Deane recounts his deployment to Ramadi in 2006, when it was known as the “most dangerous city in the world,” and how he and his men helped to turn it into what he calls “the safest city in Iraq” by the time U.S. troops pulled out of the country. Already a Desert Storm veteran with more than a decade of Army experience, he and the other soldiers faced numerous obstacles at the beginning of their deployment, from frequent suicide bombings to the distrust of the local leaders, whose help they needed to find al-Qaida operatives. Deane describes the slow, painstaking work of convincing local sheiks to support the new democratic government and of helping them to create an all-Iraqi city police force. He also highlights the complicated nature of securing allies across cultural barriers in a war that weaponized propaganda as much as grenades.
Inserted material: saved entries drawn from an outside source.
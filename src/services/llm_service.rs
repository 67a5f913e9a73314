// src/services/llm_service.rs
use crate::errors::AuraError;
use async_trait::async_trait;
use log::{error, info, warn};
use reqwest::Client;
use serde_json::{Value, json};
use std::sync::Arc;
use std::time::Duration;

#[derive(Debug, Clone)]
pub struct CompletionRequest {
    pub model: String,
    pub prompt: String,
    pub max_tokens: u32,
    pub temperature: f32,
}

#[derive(Debug, Clone)]
pub struct GatewayResponse {
    pub status: u16,
    pub body: String,
}

/// No response was received at all.
#[derive(Debug, thiserror::Error)]
#[error("Network error: {0}")]
pub struct TransportError(pub String);

#[async_trait]
pub trait GenerationClient: Send + Sync {
    async fn send(&self, request: &CompletionRequest) -> Result<GatewayResponse, TransportError>;
}

/// OpenAI-compatible chat completions gateway.
pub struct GatewayClient {
    client: Client,
    endpoint: String,
    api_key: String,
}

impl GatewayClient {
    pub fn new(endpoint: String, api_key: String) -> Self {
        Self {
            client: Client::new(),
            endpoint,
            api_key,
        }
    }
}

#[async_trait]
impl GenerationClient for GatewayClient {
    async fn send(&self, request: &CompletionRequest) -> Result<GatewayResponse, TransportError> {
        let response = self
            .client
            .post(&self.endpoint)
            .header("Authorization", format!("Bearer {}", self.api_key))
            .json(&json!({
                "model": request.model,
                "messages": [{ "role": "user", "content": request.prompt }],
                "max_tokens": request.max_tokens,
                "temperature": request.temperature,
            }))
            .send()
            .await
            .map_err(|e| TransportError(e.to_string()))?;

        let status = response.status().as_u16();
        let body = response
            .text()
            .await
            .map_err(|e| TransportError(format!("Failed to read gateway body: {}", e)))?;

        Ok(GatewayResponse { status, body })
    }
}

#[derive(Debug, Clone, Copy)]
pub struct RetryPolicy {
    /// Retries after the first attempt.
    pub max_retries: u32,
    pub delay: Duration,
}

impl Default for RetryPolicy {
    fn default() -> Self {
        Self {
            max_retries: 2,
            delay: Duration::from_millis(2000),
        }
    }
}

#[derive(Debug)]
pub enum AttemptOutcome {
    Completed(String),
    Retryable(String),
    Terminal(AuraError),
}

#[derive(Debug)]
pub enum RetryState {
    Idle,
    Attempting { attempt: u32 },
    Retrying { attempt: u32, last_error: String },
    Success(String),
    Failed(AuraError),
}

impl RetryState {
    pub fn after_attempt(attempt: u32, outcome: AttemptOutcome, policy: &RetryPolicy) -> Self {
        match outcome {
            AttemptOutcome::Completed(text) => RetryState::Success(text),
            AttemptOutcome::Terminal(err) => RetryState::Failed(err),
            AttemptOutcome::Retryable(last_error) if attempt <= policy.max_retries => {
                RetryState::Retrying {
                    attempt,
                    last_error,
                }
            }
            AttemptOutcome::Retryable(last_error) => {
                RetryState::Failed(AuraError::ServiceUnavailable(last_error))
            }
        }
    }
}

pub fn classify(result: Result<GatewayResponse, TransportError>) -> AttemptOutcome {
    let response = match result {
        Ok(response) => response,
        Err(e) => return AttemptOutcome::Retryable(e.to_string()),
    };

    match response.status {
        429 => return AttemptOutcome::Terminal(AuraError::RateLimited),
        402 => return AttemptOutcome::Terminal(AuraError::QuotaExceeded),
        200..=299 => {}
        status => {
            error!("AI gateway error: {} {}", status, response.body);
            return AttemptOutcome::Retryable(format!("AI Gateway error: {}", status));
        }
    }

    let data: Value = match serde_json::from_str(&response.body) {
        Ok(data) => data,
        Err(e) => return AttemptOutcome::Retryable(format!("Invalid gateway body: {}", e)),
    };

    let provider_error = &data["error"];
    let internal = provider_error["code"].as_i64() == Some(500)
        || provider_error["message"]
            .as_str()
            .is_some_and(|m| m.contains("Internal"));
    if internal {
        return AttemptOutcome::Retryable(format!(
            "AI Gateway internal error: {}",
            provider_error["message"].as_str().unwrap_or("unknown")
        ));
    }

    match data["choices"][0]["message"]["content"].as_str() {
        Some(content) => AttemptOutcome::Completed(content.to_string()),
        None => AttemptOutcome::Terminal(AuraError::MalformedResponse(
            "No content in AI response".to_string(),
        )),
    }
}

pub struct LLMService {
    client: Arc<dyn GenerationClient>,
    policy: RetryPolicy,
    model: String,
}

impl LLMService {
    pub const MAX_TOKENS: u32 = 4000;
    pub const TEMPERATURE: f32 = 0.75;

    pub fn new(client: Arc<dyn GenerationClient>, model: String, policy: RetryPolicy) -> Self {
        Self {
            client,
            policy,
            model,
        }
    }

    /// Returns the completion text. Attempts are strictly sequential.
    pub async fn generate(&self, prompt: String) -> Result<String, AuraError> {
        let request = CompletionRequest {
            model: self.model.clone(),
            prompt,
            max_tokens: Self::MAX_TOKENS,
            temperature: Self::TEMPERATURE,
        };

        let mut state = RetryState::Idle;
        loop {
            state = match state {
                RetryState::Idle => RetryState::Attempting { attempt: 1 },
                RetryState::Attempting { attempt } => {
                    let outcome = classify(self.client.send(&request).await);
                    RetryState::after_attempt(attempt, outcome, &self.policy)
                }
                RetryState::Retrying {
                    attempt,
                    last_error,
                } => {
                    warn!("AI Gateway attempt {} failed: {}", attempt, last_error);
                    tokio::time::sleep(self.policy.delay).await;
                    info!("AI Gateway retry attempt {}", attempt);
                    RetryState::Attempting {
                        attempt: attempt + 1,
                    }
                }
                RetryState::Success(text) => return Ok(text),
                RetryState::Failed(err) => return Err(err),
            };
        }
    }
}
// src/models.rs
use chrono::{DateTime, Utc};
use serde::{Deserialize, Serialize};
use serde_json::{Map, Value};
use uuid::Uuid;

// ---- Image pipeline ----

#[derive(Debug, Clone, Copy, PartialEq, Eq, Serialize, Deserialize)]
pub struct AspectRatio {
    pub width: u32,
    pub height: u32,
}

impl AspectRatio {
    /// Portrait ratio used for fashion photography.
    pub const PORTRAIT: AspectRatio = AspectRatio { width: 3, height: 4 };

    pub fn value(&self) -> f64 {
        self.width as f64 / self.height as f64
    }
}

#[derive(Debug, Clone, Copy, Serialize, Deserialize)]
pub struct PortraitSpec {
    pub target_height: u32,
    pub aspect: AspectRatio,
    pub quality: u8,
}

impl PortraitSpec {
    pub fn target_width(&self) -> u32 {
        (self.target_height as f64 * self.aspect.value()).round() as u32
    }
}

impl Default for PortraitSpec {
    fn default() -> Self {
        Self {
            target_height: 1365,
            aspect: AspectRatio::PORTRAIT,
            quality: 92,
        }
    }
}

#[derive(Debug, Clone, Copy, Serialize, Deserialize)]
pub struct FlatObjectSpec {
    pub max_dimension: u32,
    pub quality: u8,
}

impl Default for FlatObjectSpec {
    fn default() -> Self {
        Self {
            max_dimension: 1024,
            quality: 92,
        }
    }
}

#[derive(Debug, Clone)]
pub struct ConversionResult {
    pub data: Vec<u8>,
    pub width: u32,
    pub height: u32,
}

impl ConversionResult {
    pub fn content_type(&self) -> &'static str {
        "image/jpeg"
    }
}

#[derive(Debug, Clone, PartialEq, Serialize, Deserialize)]
pub struct ImageGeometry {
    pub width: u32,
    pub height: u32,
    pub aspect_ratio: f64,
    pub is_portrait: bool,
    pub needs_normalization: bool,
}

// ---- Wardrobe & profile ----

#[derive(Debug, Clone, Copy, PartialEq, Eq, Default, Serialize, Deserialize)]
#[serde(rename_all = "lowercase")]
pub enum Compatibility {
    Ideal,
    Neutral,
    Avoid,
    #[default]
    #[serde(other)]
    Unknown,
}

impl Compatibility {
    pub fn as_str(&self) -> &'static str {
        match self {
            Compatibility::Ideal => "ideal",
            Compatibility::Neutral => "neutral",
            Compatibility::Avoid => "avoid",
            Compatibility::Unknown => "unknown",
        }
    }
}

#[derive(Debug, Clone, Serialize, Deserialize)]
pub struct DominantColor {
    pub name: String,
    pub hex: String,
}

#[derive(Debug, Clone, Serialize, Deserialize)]
pub struct WardrobeItem {
    pub id: String,
    pub category: String,
    #[serde(default)]
    pub name: Option<String>,
    #[serde(default)]
    pub image_url: Option<String>,
    #[serde(default)]
    pub dominant_colors: Option<Vec<DominantColor>>,
    #[serde(default)]
    pub color_code: Option<String>,
    #[serde(default)]
    pub chromatic_compatibility: Option<Compatibility>,
}

impl WardrobeItem {
    pub fn compatibility(&self) -> Compatibility {
        self.chromatic_compatibility.unwrap_or_default()
    }
}

#[derive(Debug, Clone, Default, Serialize, Deserialize)]
pub struct ColorAnalysis {
    #[serde(default)]
    pub season: Option<String>,
    #[serde(default)]
    pub subtype: Option<String>,
    #[serde(default)]
    pub recommended_colors: Vec<String>,
    #[serde(default)]
    pub avoid_colors: Vec<String>,
    #[serde(default)]
    pub skin_tone: Option<String>,
    #[serde(default)]
    pub undertone: Option<String>,
}

#[derive(Debug, Clone, Default, Serialize, Deserialize)]
pub struct ColorProfile {
    #[serde(default)]
    pub color_season: Option<String>,
    #[serde(default)]
    pub color_analysis: Option<ColorAnalysis>,
}

// ---- Looks ----

/// A look exactly as the generation service proposed it. Creative fields
/// (name, occasion, styling tip, ...) stay opaque in `extra`.
#[derive(Debug, Clone, Deserialize)]
pub struct GeneratedLook {
    // Ids the model referenced; non-string entries never resolve.
    #[serde(default)]
    pub items: Value,
    // Self-reported by the model; never trusted.
    #[allow(dead_code)]
    #[serde(default)]
    pub chromatic_score: Option<Value>,
    #[allow(dead_code)]
    #[serde(default)]
    pub vip_tier: Option<Value>,
    #[serde(flatten)]
    pub extra: Map<String, Value>,
}

impl GeneratedLook {
    pub fn item_ids(&self) -> impl Iterator<Item = &str> {
        self.items
            .as_array()
            .into_iter()
            .flatten()
            .filter_map(Value::as_str)
    }
}

#[derive(Debug, Clone, Deserialize)]
pub struct GeneratedLooks {
    pub looks: Vec<GeneratedLook>,
}

#[derive(Debug, Clone, Copy, PartialEq, Eq, Serialize, Deserialize)]
#[serde(rename_all = "lowercase")]
pub enum VipTier {
    Gold,
    Silver,
    Bronze,
}

#[derive(Debug, Clone, Serialize, Deserialize)]
pub struct LookItem {
    pub id: String,
    pub name: Option<String>,
    pub category: String,
    pub image_url: Option<String>,
    pub chromatic_compatibility: Compatibility,
}

impl From<&WardrobeItem> for LookItem {
    fn from(item: &WardrobeItem) -> Self {
        Self {
            id: item.id.clone(),
            name: item.name.clone(),
            category: item.category.clone(),
            image_url: item.image_url.clone(),
            chromatic_compatibility: item.compatibility(),
        }
    }
}

#[derive(Debug, Clone, Serialize, Deserialize)]
pub struct SuggestedLook {
    pub items: Vec<LookItem>,
    pub chromatic_score: u8,
    pub vip_tier: VipTier,
    #[serde(flatten)]
    pub extra: Map<String, Value>,
}

impl SuggestedLook {
    pub fn name(&self) -> Option<&str> {
        self.extra.get("name").and_then(Value::as_str)
    }
}

#[derive(Debug, Clone, Serialize, Deserialize)]
pub struct LookData {
    pub looks: Vec<SuggestedLook>,
}

#[derive(Debug, Clone, Serialize, Deserialize)]
pub struct RecommendedLooksRecord {
    pub id: Uuid,
    pub user_id: String,
    pub occasion: String,
    pub look_data: LookData,
    pub created_at: DateTime<Utc>,
}
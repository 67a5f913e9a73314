// src/config.rs
use crate::errors::AuraError;
use crate::services::llm_service::RetryPolicy;
use std::str::FromStr;
use std::time::Duration;

pub const DEFAULT_GATEWAY_URL: &str = "https://ai.gateway.lovable.dev/v1/chat/completions";
pub const DEFAULT_MODEL: &str = "google/gemini-2.5-pro";

#[derive(Debug, Clone)]
pub struct AppConfig {
    pub bind_addr: String,
    pub redis_url: String,
    pub gateway_url: String,
    pub gateway_api_key: String,
    pub model: String,
    pub retry: RetryPolicy,
    pub auth_url: String,
    pub auth_api_key: String,
}

impl AppConfig {
    pub fn from_env() -> Result<Self, AuraError> {
        Self::from_lookup(|key| std::env::var(key).ok())
    }

    pub fn from_lookup<F>(lookup: F) -> Result<Self, AuraError>
    where
        F: Fn(&str) -> Option<String>,
    {
        let required = |key: &str| {
            lookup(key)
                .filter(|v| !v.trim().is_empty())
                .ok_or_else(|| AuraError::Configuration(format!("{} must be set", key)))
        };
        let or_default = |key: &str, default: &str| lookup(key).unwrap_or_else(|| default.to_string());

        let defaults = RetryPolicy::default();
        let max_retries = parse_or(&lookup, "AI_MAX_RETRIES", defaults.max_retries)?;
        let delay_ms = parse_or(
            &lookup,
            "AI_RETRY_DELAY_MS",
            defaults.delay.as_millis() as u64,
        )?;

        Ok(Self {
            bind_addr: or_default("BIND_ADDR", "0.0.0.0:8080"),
            redis_url: or_default("REDIS_URL", "redis://127.0.0.1:6379"),
            gateway_url: or_default("AI_GATEWAY_URL", DEFAULT_GATEWAY_URL),
            gateway_api_key: required("AI_GATEWAY_API_KEY")?,
            model: or_default("AI_MODEL", DEFAULT_MODEL),
            retry: RetryPolicy {
                max_retries,
                delay: Duration::from_millis(delay_ms),
            },
            auth_url: required("AUTH_URL")?,
            auth_api_key: required("AUTH_API_KEY")?,
        })
    }
}

fn parse_or<F, T>(lookup: &F, key: &str, default: T) -> Result<T, AuraError>
where
    F: Fn(&str) -> Option<String>,
    T: FromStr,
    T::Err: std::fmt::Display,
{
    match lookup(key) {
        Some(raw) => raw
            .trim()
            .parse()
            .map_err(|e| AuraError::Configuration(format!("Invalid {}: {}", key, e))),
        None => Ok(default),
    }
}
But apart from vivid descriptions of combat and of the many casualties suffered by the U.S. troops and their Iraqi allies, the book keeps a mostly optimistic tone as it focuses on the successful joint efforts of American and local forces to make the city a safer place. It’s also illustrated with color photos of many of the people and places described. For the most part, Deane’s prose is clear, simple, and free of political soapboxing or unwarranted boasting. He acknowledges his mistakes and those of other U.S. troops while also holding to his book’s thesis, which claims that their operations had a positive impact on Ramadi and Iraq as a whole, despite their negative portrayal in the American news media. Small grammatical errors, such as the redundant “$500 bucks,” litter the narrative, and readers without military experience may get bogged down in the often untranslated Army terminology. However, the war’s historical background is well-researched, as are the back stories of many prominent players.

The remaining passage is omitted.